Data section ->
——

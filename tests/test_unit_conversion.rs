use recipe_importer::normalize::{convert_ingredient, convert_to_metric_base};
use recipe_importer::{Ingredient, Recipe, UnitSystem};

fn recipe_with(ingredients: Vec<Ingredient>) -> Recipe {
    Recipe {
        title: "Test".to_string(),
        ingredients,
        ..Default::default()
    }
}

#[test]
fn test_recipe_display_in_metric() {
    let recipe = recipe_with(vec![
        Ingredient::new("2", "cups", "milk"),
        Ingredient::new("1", "lbs", "potatoes"),
        Ingredient::new("3", "", "eggs"),
        Ingredient::new("to taste", "", "salt"),
    ]);

    let metric = recipe.display_in(UnitSystem::Metric);

    assert_eq!(metric.ingredients[0], Ingredient::new("500", "ml", "milk"));
    assert_eq!(metric.ingredients[1], Ingredient::new("453.59", "g", "potatoes"));
    assert_eq!(metric.ingredients[2], recipe.ingredients[2]);
    assert_eq!(metric.ingredients[3], recipe.ingredients[3]);
    // Original untouched
    assert_eq!(recipe.ingredients[0].unit, "cups");
}

#[test]
fn test_recipe_display_in_imperial() {
    let recipe = recipe_with(vec![
        Ingredient::new("1.5", "l", "stock"),
        Ingredient::new("15", "ml", "vinegar"),
        Ingredient::new("1", "kg", "flour"),
    ]);

    let imperial = recipe.display_in(UnitSystem::Imperial);

    assert_eq!(imperial.ingredients[0], Ingredient::new("6", "cups", "stock"));
    assert_eq!(imperial.ingredients[1], Ingredient::new("1", "tbsp", "vinegar"));
    assert_eq!(imperial.ingredients[2], Ingredient::new("2.2", "lbs", "flour"));
}

#[test]
fn test_conversion_skips_unknowns() {
    let pinch = Ingredient::new("1", "pinch", "nutmeg");
    assert!(convert_ingredient(&pinch, UnitSystem::Metric).is_none());
    assert!(convert_to_metric_base("a few", "cups").is_none());
}
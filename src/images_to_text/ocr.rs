use async_trait::async_trait;
use base64::{engine::general_purpose::STANDARD, Engine as _};
use log::debug;
use reqwest::Client;
use serde_json::{json, Value};

use super::OcrBackend;
use crate::config::ImportConfig;
use crate::error::ImportError;

/// Image OCR through the Google Cloud Vision `images:annotate` API.
pub struct GoogleVisionBackend {
    client: Client,
    api_key: String,
    endpoint: String,
}

impl GoogleVisionBackend {
    pub fn new(api_key: impl Into<String>, endpoint: impl Into<String>) -> Self {
        Self {
            client: Client::new(),
            api_key: api_key.into(),
            endpoint: endpoint.into(),
        }
    }

    /// Backend from configuration, or `None` when no API key is available
    /// (neither `ocr.google_api_key` nor `GOOGLE_API_KEY`).
    pub fn from_config(config: &ImportConfig) -> Option<Self> {
        config
            .google_api_key()
            .map(|key| Self::new(key, config.ocr.endpoint.clone()))
    }
}

#[async_trait]
impl OcrBackend for GoogleVisionBackend {
    fn supports(&self, mime: &str) -> bool {
        mime.starts_with("image/")
    }

    async fn extract_text(&self, bytes: &[u8], mime: &str) -> Result<String, ImportError> {
        let request_body = json!({
            "requests": [{
                "image": {
                    "content": STANDARD.encode(bytes)
                },
                "features": [{
                    "type": "TEXT_DETECTION"
                }]
            }]
        });

        debug!("Sending {} OCR request to Google Vision API", mime);

        let response = self
            .client
            .post(&self.endpoint)
            .query(&[("key", self.api_key.as_str())])
            .header("Accept-Encoding", "identity")
            .json(&request_body)
            .send()
            .await?;

        if !response.status().is_success() {
            let status = response.status();
            let error_text = response.text().await.unwrap_or_default();
            return Err(ImportError::OcrError(format!(
                "Google Vision API error ({}): {}",
                status, error_text
            )));
        }

        let response_body: Value = response.json().await?;

        // All detected text is in the first response's full annotation
        let text = response_body["responses"][0]["fullTextAnnotation"]["text"]
            .as_str()
            .unwrap_or_default();

        if text.trim().is_empty() {
            return Err(ImportError::OcrError("No text detected in image".to_string()));
        }

        Ok(text.to_string())
    }
}

#[cfg(test)]
mod tests {
    use super::*;

    #[tokio::test]
    async fn test_vision_response_text() {
        let mut server = mockito::Server::new_async().await;
        let mock = server
            .mock("POST", "/v1/images:annotate")
            .match_query(mockito::Matcher::UrlEncoded(
                "key".into(),
                "test-key".into(),
            ))
            .with_status(200)
            .with_header("content-type", "application/json")
            .with_body(r#"{"responses":[{"fullTextAnnotation":{"text":"Pancakes\nIngredients:\n1 cup flour"}}]}"#)
            .create_async()
            .await;

        let backend = GoogleVisionBackend::new(
            "test-key",
            format!("{}/v1/images:annotate", server.url()),
        );
        let text = backend.extract_text(b"\xFF\xD8", "image/jpeg").await.unwrap();

        assert!(text.starts_with("Pancakes"));
        mock.assert_async().await;
    }

    #[tokio::test]
    async fn test_vision_error_status() {
        let mut server = mockito::Server::new_async().await;
        let _mock = server
            .mock("POST", "/v1/images:annotate")
            .match_query(mockito::Matcher::Any)
            .with_status(403)
            .with_body("API key invalid")
            .create_async()
            .await;

        let backend = GoogleVisionBackend::new(
            "bad-key",
            format!("{}/v1/images:annotate", server.url()),
        );
        let err = backend.extract_text(b"\xFF\xD8", "image/jpeg").await.unwrap_err();

        assert!(matches!(err, ImportError::OcrError(ref msg) if msg.contains("403")));
    }

    #[tokio::test]
    async fn test_vision_empty_annotation() {
        let mut server = mockito::Server::new_async().await;
        let _mock = server
            .mock("POST", "/v1/images:annotate")
            .match_query(mockito::Matcher::Any)
            .with_status(200)
            .with_body(r#"{"responses":[{}]}"#)
            .create_async()
            .await;

        let backend = GoogleVisionBackend::new("k", format!("{}/v1/images:annotate", server.url()));
        let err = backend.extract_text(b"\xFF\xD8", "image/png").await.unwrap_err();
        assert!(err.is_extraction_failure());
    }
}
use crate::config::ImportConfig;
use crate::error::ImportError;
use crate::model::Recipe;
use crate::url_to_text::fetchers::{validate_url, RequestFetcher};
use crate::url_to_text::html::extractors::{
    Extractor, HtmlFallbackExtractor, JsonLdExtractor, ParsingContext,
};
use log::{debug, info};

/// Import a recipe from a web page
///
/// This pipeline:
/// 1. Validates the URL (http/https only) before any network access
/// 2. Fetches the HTML with the configured timeout
/// 3. Tries the JSON-LD extractor, then the HTML fallback extractor
/// 4. Rejects the result if it has no title
///
/// # Arguments
/// * `url` - The page to import
/// * `config` - Timeout and user agent for the fetch
///
/// # Returns
/// * `Ok(Recipe)` - The extracted recipe, possibly with empty fields
/// * `Err(ImportError)` - Invalid URL, transport failure or no recipe found
pub async fn process(url: &str, config: &ImportConfig) -> Result<Recipe, ImportError> {
    let source_url = url.trim();
    let parsed = validate_url(source_url)?;

    let fetcher = RequestFetcher::new(Some(config.timeout_duration()), Some(&config.user_agent))?;
    let html = fetcher.fetch(&parsed).await?;

    extract_recipe(&html, source_url)
}

/// Runs the extractors over an already fetched page.
///
/// The first extractor that recognizes the page wins; extraction then fails
/// only if that recipe has no title.
pub fn extract_recipe(html: &str, source_url: &str) -> Result<Recipe, ImportError> {
    let context = ParsingContext::new(source_url, html);

    let extractors: Vec<Box<dyn Extractor>> = vec![
        Box::new(JsonLdExtractor),
        Box::new(HtmlFallbackExtractor::default()),
    ];

    let recipe = extractors.iter().find_map(|extractor| {
        let recipe = extractor.parse(&context)?;
        debug!("Extractor {} matched {}", extractor.name(), source_url);
        Some(recipe)
    });

    match recipe {
        Some(recipe) if !recipe.title.trim().is_empty() => {
            info!("Extracted recipe '{}' from {}", recipe.title, source_url);
            Ok(recipe)
        }
        _ => Err(ImportError::NoRecipeFound),
    }
}

#[cfg(test)]
mod tests {
    use super::*;

    #[test]
    fn test_json_ld_preferred_over_markup() {
        let html = r#"
            <html><head>
            <script type="application/ld+json">{"@type": "Recipe", "name": "Structured"}</script>
            </head><body><h1>Page Heading</h1></body></html>
        "#;
        let recipe = extract_recipe(html, "https://example.com/r").unwrap();
        assert_eq!(recipe.title, "Structured");
    }

    #[test]
    fn test_fallback_used_without_json_ld() {
        let html = "<html><body><h1>Lentil Soup</h1></body></html>";
        let recipe = extract_recipe(html, "https://example.com/soup").unwrap();
        assert_eq!(recipe.title, "Lentil Soup");
        assert_eq!(recipe.source_url, "https://example.com/soup");
    }

    #[test]
    fn test_untitled_page_is_extraction_failure() {
        let html = "<html><body><p>Just a blog post.</p></body></html>";
        let err = extract_recipe(html, "https://example.com/post").unwrap_err();
        assert!(matches!(err, ImportError::NoRecipeFound));
    }

    #[tokio::test]
    async fn test_invalid_url_rejected_before_fetch() {
        let err = process("not a url", &ImportConfig::default()).await.unwrap_err();
        assert!(matches!(err, ImportError::InvalidUrl(_)));
    }
}
//! Line classifiers for OCR and PDF text.

use regex::Regex;
use std::sync::LazyLock;

use crate::normalize::{parse_servings, parse_time};

static INGREDIENTS_HEADING_RE: LazyLock<Regex> = LazyLock::new(|| {
    Regex::new(r"(?i)^\s*(?:ingredients?|ingredient list|what you(?:'ll)? need|you will need)\s*:?\s*$")
        .unwrap()
});

static INSTRUCTIONS_HEADING_RE: LazyLock<Regex> = LazyLock::new(|| {
    Regex::new(
        r"(?i)^\s*(?:instructions?|directions?|method|preparation|steps?|how to make(?: it)?)\s*:?\s*$",
    )
    .unwrap()
});

// "Notes: ..." and "Source: example.com" end the instructions too
static TERMINATOR_HEADING_RE: LazyLock<Regex> = LazyLock::new(|| {
    Regex::new(r"(?i)^\s*(?:notes?|tips?|nutrition(?:\s+\w+)*|source)\s*(?::.*)?$").unwrap()
});

static METADATA_RE: LazyLock<Regex> = LazyLock::new(|| {
    Regex::new(
        r"(?i)^\s*(?:(?:prep(?:aration)?|cook(?:ing)?|bake|total)\s*time|serves|servings|yields?|makes)\b",
    )
    .unwrap()
});

static LIST_MARKER_RE: LazyLock<Regex> = LazyLock::new(|| {
    Regex::new(r"^\s*(?:[•\-*·◦▪▫+«»]+|\d+\)|\d+\.(?:\s|$))\s*").unwrap()
});

static TITLE_PREFIX_RE: LazyLock<Regex> =
    LazyLock::new(|| Regex::new(r"(?i)^\s*(?:recipe|title)\s*:\s*").unwrap());

const DURATION: &str = r"(\d+(?:\.\d+)?\s*(?:hours?|hrs?|h|minutes?|mins?|m)\b(?:\s*(?:and\s*)?\d+\s*(?:minutes?|mins?|m)\b)?)";

static PREP_TIME_RE: LazyLock<Regex> = LazyLock::new(|| {
    Regex::new(&format!(r"(?i)\bprep(?:aration)?\s*time\s*:?\s*{DURATION}")).unwrap()
});

static COOK_TIME_RE: LazyLock<Regex> = LazyLock::new(|| {
    Regex::new(&format!(r"(?i)\b(?:cook(?:ing)?|bake)\s*time\s*:?\s*{DURATION}")).unwrap()
});

static TOTAL_TIME_RE: LazyLock<Regex> = LazyLock::new(|| {
    Regex::new(&format!(r"(?i)\btotal\s*time\s*:?\s*{DURATION}")).unwrap()
});

static SERVINGS_RE: LazyLock<Regex> = LazyLock::new(|| {
    Regex::new(r"(?i)\b(?:serves|servings|yields?|makes)\s*:?\s*(\d+)").unwrap()
});

pub fn is_ingredients_heading(line: &str) -> bool {
    INGREDIENTS_HEADING_RE.is_match(line)
}

pub fn is_instructions_heading(line: &str) -> bool {
    INSTRUCTIONS_HEADING_RE.is_match(line)
}

pub fn is_terminator_heading(line: &str) -> bool {
    TERMINATOR_HEADING_RE.is_match(line)
}

pub fn is_section_heading(line: &str) -> bool {
    is_ingredients_heading(line) || is_instructions_heading(line) || is_terminator_heading(line)
}

/// Time or yield lines such as "Prep time: 10 min" or "Serves 4".
pub fn is_metadata_line(line: &str) -> bool {
    METADATA_RE.is_match(line)
}

/// OCR garbage: only one- or two-letter fragments, or mostly symbols.
pub fn is_noise(line: &str) -> bool {
    let words: Vec<&str> = line.split_whitespace().collect();
    if words.iter().all(|word| word.chars().count() <= 2) {
        return true;
    }

    let visible = line.chars().filter(|c| !c.is_whitespace()).count();
    let letters = line.chars().filter(|c| c.is_alphabetic()).count();
    letters * 2 < visible
}

pub fn has_list_marker(line: &str) -> bool {
    LIST_MARKER_RE.is_match(line)
}

pub fn strip_list_marker(line: &str) -> &str {
    match LIST_MARKER_RE.find(line) {
        Some(marker) => line[marker.end()..].trim(),
        None => line.trim(),
    }
}

pub fn strip_title_prefix(line: &str) -> &str {
    match TITLE_PREFIX_RE.find(line) {
        Some(prefix) => line[prefix.end()..].trim(),
        None => line.trim(),
    }
}

/// Labelled times found anywhere in the text, in minutes: (prep, cook, total).
/// A missing total is `None` so no additional time gets derived from it.
pub fn labelled_times(text: &str) -> (u32, u32, Option<u32>) {
    let find = |re: &Regex| {
        re.captures(text)
            .map(|caps| parse_time(caps.get(1).map(|m| m.as_str())))
    };
    (
        find(&PREP_TIME_RE).unwrap_or(0),
        find(&COOK_TIME_RE).unwrap_or(0),
        find(&TOTAL_TIME_RE),
    )
}

pub fn labelled_servings(text: &str) -> u32 {
    SERVINGS_RE
        .captures(text)
        .map(|caps| parse_servings(&caps[1]))
        .unwrap_or(0)
}
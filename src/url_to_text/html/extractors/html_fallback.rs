use super::{element_text, resolve_url, Extractor, ParsingContext};
use crate::model::{Recipe, DEFAULT_CATEGORY};
use crate::normalize::parse_ingredient_text;
use log::debug;
use scraper::{Html, Selector};

/// Longest element text accepted as a field value; anything larger is a
/// page wrapper that happened to match.
const MAX_FIELD_TEXT: usize = 5000;

/// Recipe fields the fallback extractor can recover from markup.
#[derive(Debug, Clone, Copy, PartialEq, Eq)]
pub enum Field {
    Title,
    Description,
    Image,
    Ingredients,
    Instructions,
}

/// A single guess at where a field lives in the DOM. Returns `None` when the
/// guess does not match, so the next strategy for the field is tried.
pub trait FieldStrategy: Send + Sync {
    fn extract(&self, document: &Html) -> Option<Vec<String>>;
}

/// Text content of every element matching a CSS selector.
pub struct SelectorText {
    pub css: &'static str,
}

/// One attribute (`src`, `content`, ...) of every element matching a selector.
pub struct SelectorAttr {
    pub css: &'static str,
    pub attr: &'static str,
}

fn parse_selector(css: &str) -> Option<Selector> {
    match Selector::parse(css) {
        Ok(selector) => Some(selector),
        Err(e) => {
            debug!("HtmlFallbackExtractor: Invalid selector '{}': {:?}", css, e);
            None
        }
    }
}

fn non_empty(values: Vec<String>) -> Option<Vec<String>> {
    (!values.is_empty()).then_some(values)
}

impl FieldStrategy for SelectorText {
    fn extract(&self, document: &Html) -> Option<Vec<String>> {
        let selector = parse_selector(self.css)?;
        let values = document
            .select(&selector)
            .map(|element| element_text(&element))
            .filter(|text| !text.is_empty() && text.len() <= MAX_FIELD_TEXT)
            .collect();
        non_empty(values)
    }
}

impl FieldStrategy for SelectorAttr {
    fn extract(&self, document: &Html) -> Option<Vec<String>> {
        let selector = parse_selector(self.css)?;
        let values = document
            .select(&selector)
            .filter_map(|element| element.value().attr(self.attr))
            .map(|value| value.trim().to_string())
            .filter(|value| !value.is_empty())
            .collect();
        non_empty(values)
    }
}

fn text(css: &'static str) -> Box<dyn FieldStrategy> {
    Box::new(SelectorText { css })
}

fn attr(css: &'static str, attr: &'static str) -> Box<dyn FieldStrategy> {
    Box::new(SelectorAttr { css, attr })
}

/// Recovers a recipe from conventional markup when a page carries no
/// structured data.
///
/// Each field has an ordered cascade of strategies; the first one that
/// matches wins. Microdata comes first, then the class names used by the
/// common WordPress recipe plugins, then generic page metadata.
pub struct HtmlFallbackExtractor {
    strategies: Vec<(Field, Box<dyn FieldStrategy>)>,
}

impl Default for HtmlFallbackExtractor {
    fn default() -> Self {
        let strategies = vec![
            (Field::Title, text("h1[itemprop='name']")),
            (Field::Title, text("[itemtype*='Recipe'] [itemprop='name']")),
            (Field::Title, text(".wprm-recipe-name")),
            (Field::Title, text(".tasty-recipes-title")),
            (Field::Title, text(".recipe-title")),
            (Field::Title, text(".recipe-name")),
            (Field::Title, attr("meta[property='og:title']", "content")),
            (Field::Title, text("h1")),
            (Field::Description, text("[itemtype*='Recipe'] [itemprop='description']")),
            (Field::Description, text(".wprm-recipe-summary")),
            (Field::Description, text(".tasty-recipes-description")),
            (Field::Description, text(".recipe-summary")),
            (Field::Description, text(".recipe-description")),
            (Field::Description, attr("meta[name='description']", "content")),
            (Field::Description, attr("meta[property='og:description']", "content")),
            (Field::Image, attr("img[itemprop='image']", "src")),
            (Field::Image, attr("[itemprop='image']", "content")),
            (Field::Image, attr(".wprm-recipe-image img", "src")),
            (Field::Image, attr(".recipe-image img", "src")),
            (Field::Image, attr("meta[property='og:image']", "content")),
            (Field::Ingredients, text("[itemprop='recipeIngredient']")),
            (Field::Ingredients, text("[itemprop='ingredients']")),
            (Field::Ingredients, text(".wprm-recipe-ingredient")),
            (Field::Ingredients, text(".tasty-recipes-ingredients li")),
            (Field::Ingredients, text(".recipe-ingredients li")),
            (Field::Ingredients, text(".ingredients li")),
            (Field::Instructions, text("[itemprop='recipeInstructions'] li")),
            (Field::Instructions, text("[itemprop='recipeInstructions']")),
            (Field::Instructions, text(".wprm-recipe-instruction-text")),
            (Field::Instructions, text(".tasty-recipes-instructions li")),
            (Field::Instructions, text(".recipe-instructions li")),
            (Field::Instructions, text(".instructions li")),
            (Field::Instructions, text(".directions li")),
            (Field::Instructions, text(".recipe-instructions p")),
        ];
        Self { strategies }
    }
}

impl HtmlFallbackExtractor {
    pub fn new() -> Self {
        Self::default()
    }

    /// Adds a strategy that is tried before the built-in ones for `field`.
    pub fn with_strategy(mut self, field: Field, strategy: Box<dyn FieldStrategy>) -> Self {
        self.strategies.insert(0, (field, strategy));
        self
    }

    fn find(&self, document: &Html, field: Field) -> Vec<String> {
        self.strategies
            .iter()
            .filter(|(candidate, _)| *candidate == field)
            .find_map(|(_, strategy)| strategy.extract(document))
            .unwrap_or_default()
    }

    fn find_first(&self, document: &Html, field: Field) -> String {
        self.find(document, field)
            .into_iter()
            .next()
            .unwrap_or_default()
    }

    /// Always produces a record; an empty title means nothing was found.
    pub fn extract(&self, context: &ParsingContext) -> Recipe {
        let document = &context.document;

        let image_url = resolve_url(&context.url, &self.find_first(document, Field::Image));
        let ingredients = self
            .find(document, Field::Ingredients)
            .iter()
            .map(|line| parse_ingredient_text(line))
            .filter(|ingredient| ingredient.is_valid())
            .collect();

        Recipe {
            title: self.find_first(document, Field::Title),
            description: self.find_first(document, Field::Description),
            category: DEFAULT_CATEGORY.to_string(),
            image_url,
            source_url: context.url.clone(),
            ingredients,
            instructions: self.find(document, Field::Instructions),
            ..Default::default()
        }
    }
}

impl Extractor for HtmlFallbackExtractor {
    fn name(&self) -> &'static str {
        "html_fallback"
    }

    fn parse(&self, context: &ParsingContext) -> Option<Recipe> {
        debug!("HtmlFallbackExtractor: Starting parse for URL: {}", context.url);
        Some(self.extract(context))
    }
}

/// Selector-based extraction for pages without a JSON-LD recipe.
pub fn parse_html(html: &str, source_url: &str) -> Recipe {
    HtmlFallbackExtractor::default().extract(&ParsingContext::new(source_url, html))
}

——

Problem statement -> Using the data above, say how many lines include the word "matching". Write only that number.

Answer for the task -> 2